---------- Source data
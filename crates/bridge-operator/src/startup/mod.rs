//! Startup checks for the controller
//!
//! The controller only starts once the cluster can serve InferenceServices.

mod capability;

pub use capability::wait_for_inference_services;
--------------------
■ Task description
Set down the whole listing exactly.

■ Response
filename crates/bridge-operator/src/startup/mod.rs
//! Startup checks for the controller
//!
//! The controller only starts once the cluster can serve InferenceServices.

mod capability;

pub use capability::wait_for_inference_services;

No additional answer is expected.